Rowley, who describes himself as specializing in folk distilling and the manufacture and distribution of illicit spirits, was given an old book titled The Candle and The Flame, The Work of George Sylvester Viereck. The interior didn’t contain any poems by Viereck, a popular poet up until his pro-German sensibilities during World War I made him a pariah in the U.S. Instead, the book’s once blank pages contained a plethora of handwritten distilled spirit recipes procured and preserved by a New York pharmacist named Victor Alfred Lyon.

As for Harry, he wasn’t supposed to sell alcohol for non-medicinal purposes like he did—by adding real spirit company labels to his own bottles…but that was Harry who also.  According to Rowley, many pharmacists made alcoholic concoctions to help ailing (or just plain thirsty) customers and many distilleries were allowed to continue to operate to provide product. Rowley points out that during Prohibition, the sale of sacramental wine went sky high as people suddenly became much more religious.

Lyon’s recipes were collected from a variety of sources and at the time he was gathering them, some were a century or so old. Rowley organized the recipes in chapters such as Absinthe, Cordials, and Bitters and Gin; Compounding Spirits and Gin, Whiskey and Rum.

Less a cookbook than a history and how-to of spirit making, Rowley does include many of Lyon’s recipes from a simple cocktail that silent screen movie star Mary Pickford enjoyed to the complex (and supersized) such as one for Rumessenz which calls for gallons of ingredients and was used by wholesalers, barkeepers, importers and exporters to make an essence of rum they could use for adding the aroma and tastes of rum to a batch of plain alcohol creating a higher profit margin.  That’s similar to what Harry Diamond did as well and at his trial he told the court he made about $20,000 a month from bootlegging.

Here’s one of the book’s recipes.

Lanizet: Sour Mash Cajun Anisette

3 quarts water

25 ounces sugar

½ teaspoon anise oil

½ tablespoon vanilla extract

½ teaspoon red food coloring

3 cups bourbon or Tennessee whiskey

5 to 7 pounds ice

Pour 1 ½ quarts of the water in a medium stockpot.

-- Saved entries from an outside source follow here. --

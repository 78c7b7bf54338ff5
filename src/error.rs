// Allow unused_assignments at module level because thiserror's generated code
// for struct variants triggers false positive warnings - the fields ARE used
// in the Display impl but rustc's lint pass doesn't see this.
#![allow(unused_assignments)]

use crate::kube::KubectlError;
use miette::Diagnostic;
use std::io;
use std::path::PathBuf;
use std::time::Duration;
use thiserror::Error;

#[derive(Error, Diagnostic, Debug)]
pub enum Error {
    #[error("Invalid tunnel target: {0}")]
    #[diagnostic(
        code(tunnel::validation),
        help("Run `tunnel services` to see supported services")
    )]
    Validation(String),

    #[error("Tunnel '{id}' already exists (pod '{pod_name}' on local port {local_port}): use stop first")]
    #[diagnostic(code(tunnel::conflict))]
    Conflict {
        id: String,
        service: String,
        environment: String,
        pod_name: String,
        local_port: u16,
    },

    #[error("{what} failed for '{environment}': {reason}")]
    #[diagnostic(code(tunnel::dependency))]
    Dependency {
        what: &'static str,
        environment: String,
        reason: String,
    },

    #[error("Relay pod error: {0}")]
    #[diagnostic(
        code(tunnel::resource),
        help("Check cluster access with `kubectl get pods`")
    )]
    Resource(#[from] KubectlError),

    #[error("Relay pod '{pod}' failed: {reason}")]
    #[diagnostic(code(tunnel::resource::pod_failed))]
    PodFailed { pod: String, reason: String },

    #[error("Timed out after {}s waiting for relay pod '{pod}' to become ready", .timeout.as_secs())]
    #[diagnostic(
        code(tunnel::timeout),
        help("The cluster may be slow to schedule pods. Retry with a longer --timeout")
    )]
    Timeout { pod: String, timeout: Duration },

    #[error("Interrupted before tunnel '{0}' became ready")]
    Interrupted(String),

    #[error("Configuration error: {0}")]
    #[diagnostic(code(tunnel::config))]
    Config(String),

    #[error("Tunnel registry '{}' is corrupt: {source}", .path.display())]
    #[diagnostic(
        code(tunnel::registry::corrupt),
        help("Inspect or remove the registry file; running relay pods are not affected")
    )]
    RegistryCorrupt {
        path: PathBuf,
        source: serde_json::Error,
    },

    #[error("IO error: {0}")]
    Io(#[from] io::Error),

    #[error("JSON error: {0}")]
    Json(#[from] serde_json::Error),

    #[error("YAML error: {0}")]
    Yaml(#[from] serde_yaml::Error),

    #[error("Multiple errors occurred:\n{}", .0.iter().map(|e| format!("  - {}", e)).collect::<Vec<_>>().join("\n"))]
    Multiple(Vec<Error>),
}

pub type Result<T> = std::result::Result<T, Error>;

impl Error {
    pub(crate) fn dependency(
        what: &'static str,
        environment: &str,
        reason: impl std::fmt::Display,
    ) -> Self {
        Error::Dependency {
            what,
            environment: environment.to_string(),
            reason: reason.to_string(),
        }
    }

    /// Returns a helpful suggestion for resolving this error, if available.
    pub fn suggestion(&self) -> Option<String> {
        match self {
            Error::Conflict {
                service,
                environment,
                ..
            } => Some(format!(
                "Stop the existing tunnel first: tunnel stop {} {}",
                service, environment
            )),
            Error::Validation(_) => Some("List supported services with: tunnel services".to_string()),
            Error::Dependency { what, .. } if *what == "context switch" => Some(
                "Check the environment's `context` in your tunnel config and run `kubectl config get-contexts`"
                    .to_string(),
            ),
            Error::Dependency { .. } => Some(
                "Check the environment's endpoints in your tunnel config (~/.tunnel/config.yaml)"
                    .to_string(),
            ),
            Error::Resource(KubectlError::ExecFailed { .. }) => {
                Some("Check that kubectl is installed and on your PATH".to_string())
            }
            Error::Resource(e) if e.is_forbidden() => Some(
                "Your account lacks permission for this; check with `kubectl auth can-i create pods`"
                    .to_string(),
            ),
            Error::Resource(e) if e.is_unreachable() => Some(
                "The cluster is unreachable; check your VPN and `kubectl cluster-info`".to_string(),
            ),
            Error::Resource(_) | Error::PodFailed { .. } => {
                Some("Inspect the relay pod with: kubectl describe pod <name>".to_string())
            }
            Error::Timeout { pod, .. } => Some(format!(
                "Inspect the pod with: kubectl describe pod {}",
                pod
            )),
            Error::RegistryCorrupt { path, .. } => Some(format!(
                "Remove {} and run `tunnel cleanup` once relay pods are gone",
                path.display()
            )),
            _ => None,
        }
    }

    /// Formats the error with its suggestion (if any) for user-friendly display.
    pub fn with_suggestion(&self) -> String {
        match self.suggestion() {
            Some(suggestion) => format!("{}\n\nHint: {}", self, suggestion),
            None => self.to_string(),
        }
    }
}

/// Converts a u32 PID to nix::unistd::Pid for read-only liveness checks.
/// Returns None for PID 0 (process group) and values > i32::MAX.
#[cfg(unix)]
pub fn validate_pid_for_check(pid: u32) -> Option<nix::unistd::Pid> {
    if pid == 0 || pid > i32::MAX as u32 {
        return None;
    }
    Some(nix::unistd::Pid::from_raw(pid as i32))
}

/// Check whether a process with this PID still exists.
pub fn is_pid_alive(pid: u32) -> bool {
    #[cfg(unix)]
    {
        use nix::sys::signal::kill;

        let Some(nix_pid) = validate_pid_for_check(pid) else {
            return false;
        };

        // Signal 0 probes without delivering anything
        match kill(nix_pid, None) {
            Ok(_) => true,
            Err(nix::errno::Errno::ESRCH) => false,
            Err(nix::errno::Errno::EPERM) => true,
            Err(_) => false,
        }
    }

    #[cfg(not(unix))]
    {
        let _ = pid;
        true
    }
}
use crate::output::UserOutput;
use tunnel_manager::TunnelManager;

pub async fn run_cleanup(manager: &TunnelManager, out: &dyn UserOutput) -> anyhow::Result<()> {
    let report = manager.cleanup_stale().await?;

    for (id, e) in &report.warnings {
        out.warning(&format!("Warning: could not probe {}: {}", id, e));
    }
    for record in &report.removed {
        out.status(&format!("  Removed {} (pod {})", record.id, record.pod_name));
    }

    if report.removed.is_empty() {
        out.success(&format!("No stale tunnels ({} active)", report.kept));
    } else {
        out.success(&format!(
            "Removed {} stale tunnel(s), {} still active",
            report.removed.len(),
            report.kept
        ));
    }
    Ok(())
}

Note the depth of the liquid. Later, you will boil the syrup to this height. For now, pour in the remaining water and all the sugar. Bring to a boil, stirring until sugar is dissolved. Lower the heat and simmer until the liquid reduces to 1 ½ quarts, 50 or 60 minutes, stirring occasionally. Remove from the heat.

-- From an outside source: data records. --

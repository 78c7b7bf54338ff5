use super::core::{as_dependency, transition, StartOptions, TunnelManager};
use super::interrupt::InterruptListener;
use crate::backend::{Endpoint, EndpointOptions};
use crate::error::{Error, Result};
use crate::kube::RelayPodSpec;
use crate::tunnel::{generate_pod_name, sanitize_identity, TunnelKey, TunnelRecord, TunnelState};
use std::time::Duration;
use tokio_util::sync::CancellationToken;

/// Result of [`TunnelManager::stop`].
#[derive(Debug)]
pub enum StopOutcome {
    /// No record for the key; nothing was touched.
    NotFound,
    /// The record was removed. `warning` carries a pod deletion failure.
    Stopped {
        record: TunnelRecord,
        warning: Option<Error>,
    },
}

impl StopOutcome {
    pub fn is_stopped(&self) -> bool {
        matches!(self, StopOutcome::Stopped { .. })
    }
}

/// Result of [`TunnelManager::stop_all`]. The registry is empty afterwards
/// even when some pods could not be deleted.
#[derive(Debug, Default)]
pub struct TeardownReport {
    pub stopped: Vec<TunnelRecord>,
    pub failed: Vec<(TunnelRecord, Error)>,
}

impl TeardownReport {
    pub fn is_clean(&self) -> bool {
        self.failed.is_empty()
    }

    /// Collect the per-pod failures into one error.
    pub fn into_error(self) -> Option<Error> {
        if self.failed.is_empty() {
            return None;
        }
        Some(Error::Multiple(
            self.failed.into_iter().map(|(_, e)| e).collect(),
        ))
    }
}

/// A relay pod that reached `Running` and whose address is known.
struct Provisioned {
    pod_name: String,
    endpoint: Endpoint,
    local_port: u16,
}

impl TunnelManager {
    /// Open a tunnel and hold it until Ctrl+C (or SIGTERM), then tear it down.
    ///
    /// Returns the record that was active. Failures before the pod is ready
    /// leave no pod and no record behind.
    pub async fn start(
        &self,
        service: &str,
        environment: &str,
        options: StartOptions,
    ) -> Result<TunnelRecord> {
        let cancel = CancellationToken::new();
        let _listener = InterruptListener::install(cancel.clone());
        self.start_with_cancel(service, environment, options, cancel)
            .await
    }

    /// Like [`start`](Self::start) but driven by a caller-owned token instead
    /// of process signals.
    pub async fn start_with_cancel(
        &self,
        service: &str,
        environment: &str,
        options: StartOptions,
        cancel: CancellationToken,
    ) -> Result<TunnelRecord> {
        let key = self.validate_key(service, environment, true)?;
        options.endpoint.validate_for(key.service)?;

        if let Some(existing) = self.existing(&key) {
            return Err(Error::Conflict {
                id: existing.id,
                service: existing.service,
                environment: existing.environment,
                pod_name: existing.pod_name,
                local_port: existing.local_port,
            });
        }

        let id = key.id();
        transition(&id, TunnelState::Creating);

        let timeout = options.ready_timeout.unwrap_or(self.ready_timeout);
        let provisioned = match self
            .provision(&key, &options.endpoint, timeout, &cancel)
            .await
        {
            Ok(p) => p,
            Err(e) => {
                transition(&id, TunnelState::Gone);
                return Err(e);
            }
        };

        let record = TunnelRecord::new(
            &key,
            provisioned.pod_name,
            provisioned.local_port,
            provisioned.endpoint.host,
            provisioned.endpoint.port,
        )
        .with_pid(std::process::id());

        if let Err(e) = self.registry.add(record.clone()) {
            self.discard_pod(&record.pod_name, &record.environment).await;
            transition(&id, TunnelState::Gone);
            return Err(e);
        }
        transition(&id, TunnelState::Ready);

        if let Some(hook) = options.on_ready {
            hook(&record);
        }

        transition(&id, TunnelState::Active);
        let session = if cancel.is_cancelled() {
            Ok(())
        } else {
            self.pods
                .port_forward(
                    &record.pod_name,
                    record.local_port,
                    record.remote_port,
                    cancel.clone(),
                )
                .await
        };
        if let Err(e) = &session {
            tracing::warn!("forwarding session for {} ended with error: {}", id, e);
        }

        transition(&id, TunnelState::Teardown);
        let teardown = self.teardown(&record).await.map(|_| ());
        transition(&id, TunnelState::Gone);

        match (session, teardown) {
            (Ok(()), Ok(())) => Ok(record),
            (Err(e), Ok(())) | (Ok(()), Err(e)) => Err(e),
            (Err(session), Err(teardown)) => Err(Error::Multiple(vec![session, teardown])),
        }
    }

    /// Steps from context switch to a running pod. Nothing is persisted here;
    /// a pod that was created but never became ready is deleted again.
    async fn provision(
        &self,
        key: &TunnelKey,
        options: &EndpointOptions,
        timeout: Duration,
        cancel: &CancellationToken,
    ) -> Result<Provisioned> {
        let environment = key.environment.as_str();

        self.contexts
            .ensure_context(environment)
            .await
            .map_err(|e| as_dependency("context switch", environment, e))?;
        let endpoint = self
            .endpoints
            .resolve_endpoint(key.service, environment, options)
            .await
            .map_err(|e| as_dependency("endpoint resolution", environment, e))?;
        let local_port = self
            .ports
            .allocate_local_port(key.service, environment)
            .await
            .map_err(|e| as_dependency("local port allocation", environment, e))?;

        let identity = sanitize_identity(&self.identity.current_identity());
        let pod_name = generate_pod_name(&identity, key.service);
        let spec = RelayPodSpec::new(
            &pod_name,
            &key.id(),
            &endpoint.host,
            endpoint.port,
            &identity,
            chrono::Utc::now(),
        );

        tracing::debug!(
            "creating relay pod {} for {} -> {}",
            pod_name,
            key,
            endpoint
        );
        self.pods.create(&spec).await?;

        let ready = tokio::select! {
            result = self.pods.wait_ready(&pod_name, timeout, self.poll_interval) => result,
            _ = cancel.cancelled() => Err(Error::Interrupted(key.id())),
        };
        if let Err(e) = ready {
            self.discard_pod(&pod_name, environment).await;
            return Err(e);
        }

        Ok(Provisioned {
            pod_name,
            endpoint,
            local_port,
        })
    }

    /// Stop one tunnel. A missing record is not an error.
    pub async fn stop(&self, service: &str, environment: &str) -> Result<StopOutcome> {
        let key = self.validate_key(service, environment, false)?;
        let Some(record) = self.existing(&key) else {
            tracing::debug!("no tunnel for {}", key);
            return Ok(StopOutcome::NotFound);
        };

        let warning = self.teardown(&record).await?;
        Ok(StopOutcome::Stopped { record, warning })
    }

    /// Stop every tunnel. Pod failures are collected, and the registry is
    /// cleared regardless.
    pub async fn stop_all(&self) -> Result<TeardownReport> {
        let mut report = TeardownReport::default();
        for record in self.registry.list() {
            match self.release_pod(&record).await {
                Ok(()) => report.stopped.push(record),
                Err(e) => {
                    tracing::warn!(
                        "failed to delete relay pod {} for {}: {}",
                        record.pod_name,
                        record.id,
                        e
                    );
                    report.failed.push((record, e));
                }
            }
        }
        self.registry.clear()?;
        Ok(report)
    }

    /// Delete the pod (a failure is only a warning) and remove the record.
    async fn teardown(&self, record: &TunnelRecord) -> Result<Option<Error>> {
        let warning = match self.release_pod(record).await {
            Ok(()) => None,
            Err(e) => {
                tracing::warn!(
                    "failed to delete relay pod {} for {}: {}",
                    record.pod_name,
                    record.id,
                    e
                );
                Some(e)
            }
        };
        self.registry.remove(&record.id)?;
        Ok(warning)
    }

    /// Delete a record's pod in the record's own cluster context.
    async fn release_pod(&self, record: &TunnelRecord) -> Result<()> {
        self.contexts
            .ensure_context(&record.environment)
            .await
            .map_err(|e| as_dependency("context switch", &record.environment, e))?;
        self.pods.delete(&record.pod_name).await
    }

    /// Best-effort deletion of a pod that never made it into the registry.
    async fn discard_pod(&self, pod_name: &str, environment: &str) {
        if let Err(e) = self.pods.delete(pod_name).await {
            tracing::warn!(
                "failed to delete relay pod {} in {}: {}",
                pod_name,
                environment,
                e
            );
        }
    }
}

While the syrup is simmering, sterilize five new or well-scrubbed 1-pint canning jars in a deep pot or canning pot. Leave the jars in the hot water until you’re ready to use them. Wash and boil the lids and rings according to the manufacturer’s directions.

When the syrup reaches that 1.5-lquart mark, turn off the heat and remove the pot from heat. Stir in the anise oil, vanilla and food coloring until thoroughly mixed, then stir in the whiskey. Remove the jars from their hot water bath with tongs. Place the jars (don’t touch with your bare hands) on a wooden surface or folded towels and immediately pour the crimson liquid into the jars up to 1⁄2 inch from the tops. Wipe any dribbles or spills from the rims with a clean, damp cloth and place hot lids on top with sealing compound down; screw on the metal rings firmly but not too tightly.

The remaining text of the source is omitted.